Read The Opal Deception Page 25


  “That’s the first thing I thought of. Come on, Artemis, you’re supposed to be a genius. Use your brain.”

  Artemis scratched his chin. He was finding it difficult to concentrate. He heard tires crunching on the drive, and then his mother’s voice laughing as she climbed from the car.

  “Arty?” she called. “Come down. We need to see you.”

  “Come down, Arty boy,” shouted his father. “Welcome us home.”

  Artemis found that he was smiling. “Holly, can you call me back later? I’m busy right now.”

  Holly tried to scowl. “Okay. Five hours, and you’d better have some suggestions for me.”

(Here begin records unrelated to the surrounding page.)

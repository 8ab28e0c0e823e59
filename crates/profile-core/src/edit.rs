//! Edit flow between the manager and an editing front end
//!
//! The manager hands an existing profile (or nothing, to create one) to a
//! [`ProfileEditor`] and acts on what comes back. Editors are expected to
//! build the returned profile through the field table (see
//! [`Profile::from_fields`](crate::profile::Profile::from_fields)); the manager
//! still re-checks required fields before saving.

use async_trait::async_trait;

use crate::profile::Profile;

/// What the user chose to do in the editor
#[derive(Debug, Clone, PartialEq, Eq)]
pub enum EditOutcome {
    /// Save this profile, replacing the one being edited
    Commit(Profile),
    /// Remove the profile being edited
    Remove,
    /// Leave everything as it was
    Cancel,
}

/// What the manager did with an [`EditOutcome`]
#[derive(Debug, Clone, PartialEq, Eq)]
pub enum EditResult {
    /// The profile was saved under this identity
    Saved(String),
    /// The profile with this identity was deleted
    Removed(String),
    /// Nothing changed
    Unchanged,
}

/// External editing front end
#[async_trait]
pub trait ProfileEditor: Send + Sync {
    /// Let the user edit `existing`, or create a profile when `None`
    async fn edit(&self, existing: Option<Profile>) -> EditOutcome;
}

  “Don’t worry, I will. And also my consultant’s bill.”

  “Some things never change,” said Holly, and closed the link.

  Artemis quickly locked the communicator in his room safe, then ran to the stairs.

  His mother was at the bottom of the steps, and her arms were open wide.

  EPILOGUE

  An Article from The Irish Times, by Eugene Driscoll, Culture Correspondent

  Last week the art world was left reeling following the discovery of a lost painting by Pascal Hervé, the French Impres-sionist master. The rumored recovery of The Fairy Thief (oil on canvas) was confirmed when the painting was sent to the Louvre Museum in Paris. Someone, presumably an art lover, actually used the regular mail service to post the priceless masterpiece to the curator. The authenticity of the work has been confirmed by six independent experts.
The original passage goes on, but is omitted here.